Supplied records: Begin
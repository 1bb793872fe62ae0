//! Rule persistence
//!
//! Stores generated rules as pretty-printed JSON together with the
//! thresholds that produced them. A stored file is only reused when all
//! three thresholds equal the current configuration; an unreadable JSON body
//! counts as stale too.

use chrono::{DateTime, Utc};
use serde::{Deserialize, Serialize};
use std::io::Write;
use std::path::{Path, PathBuf};
use tempfile::NamedTempFile;
use tracing::{info, warn};

use crate::config::Config;
use crate::error::{Error, Result};
use crate::mining::Rule;

/// Item type of persisted rules
pub type StoredRule = Rule<String>;

/// Thresholds a rule set was computed with
#[derive(Debug, Clone, Copy, PartialEq, Serialize, Deserialize)]
pub struct Thresholds {
    pub min_confidence: f64,
    pub min_support: f64,
    pub min_rating: f64,
}

impl Thresholds {
    pub fn from_config(config: &Config) -> Self {
        Self {
            min_confidence: config.mining.min_confidence(),
            min_support: config.mining.min_support(),
            min_rating: config.data.min_rating,
        }
    }
}

/// On-disk layout of the rule file
#[derive(Debug, Clone, PartialEq, Serialize, Deserialize)]
pub struct StoredRules {
    #[serde(flatten)]
    pub thresholds: Thresholds,
    #[serde(default, skip_serializing_if = "Option::is_none")]
    pub computed_at: Option<DateTime<Utc>>,
    pub rules: Vec<StoredRule>,
}

/// JSON file holding the most recent rule set
#[derive(Debug, Clone)]
pub struct RuleStore {
    path: PathBuf,
}

impl RuleStore {
    pub fn new(path: impl Into<PathBuf>) -> Self {
        Self { path: path.into() }
    }

    pub fn path(&self) -> &Path {
        &self.path
    }

    /// Read the stored rule set, or `None` if the file does not exist
    pub fn load(&self) -> Result<Option<StoredRules>> {
        if !self.path.exists() {
            return Ok(None);
        }
        let contents = std::fs::read_to_string(&self.path).map_err(|e| Error::io(&self.path, e))?;
        Ok(Some(serde_json::from_str(&contents)?))
    }

    /// Stored rules, provided they were computed with `current` thresholds
    pub fn load_fresh(&self, current: &Thresholds) -> Result<Option<Vec<StoredRule>>> {
        let stored = match self.load() {
            Ok(Some(stored)) => stored,
            Ok(None) => return Ok(None),
            Err(Error::Json(e)) => {
                warn!(
                    "Stored rules in {} are unreadable ({}); recomputing",
                    self.path.display(),
                    e
                );
                return Ok(None);
            }
            Err(e) => return Err(e),
        };

        if stored.thresholds != *current {
            warn!(
                "Stored rules in {} are stale (stored {:?}, current {:?}); recomputing",
                self.path.display(),
                stored.thresholds,
                current
            );
            return Ok(None);
        }

        info!(
            "Reusing {} stored rules from {}",
            stored.rules.len(),
            self.path.display()
        );
        Ok(Some(stored.rules))
    }

    /// Replace the file with `rules` and the thresholds that produced them.
    ///
    /// The JSON is written to a temporary file in the same directory and
    /// renamed over the target, so readers see either the old file or the
    /// complete new one.
    pub fn save(&self, rules: &[StoredRule], thresholds: &Thresholds) -> Result<()> {
        let stored = StoredRules {
            thresholds: *thresholds,
            computed_at: Some(Utc::now()),
            rules: rules.to_vec(),
        };
        let json = serde_json::to_string_pretty(&stored)?;

        let dir = match self.path.parent().filter(|p| !p.as_os_str().is_empty()) {
            Some(parent) => {
                std::fs::create_dir_all(parent).map_err(|e| Error::io(parent, e))?;
                parent
            }
            None => Path::new("."),
        };

        let mut tmp = NamedTempFile::new_in(dir).map_err(|e| Error::io(dir, e))?;
        tmp.write_all(json.as_bytes())
            .and_then(|()| tmp.as_file().sync_all())
            .map_err(|e| Error::io(tmp.path(), e))?;
        tmp.persist(&self.path)
            .map_err(|e| Error::io(&self.path, e.error))?;

        info!("Saved {} rules to {}", rules.len(), self.path.display());
        Ok(())
    }
}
Supplied records: End
**Your instructions**
Work out how many lines of the material contain the word "them" and answer with that number only.

**Task solution**
2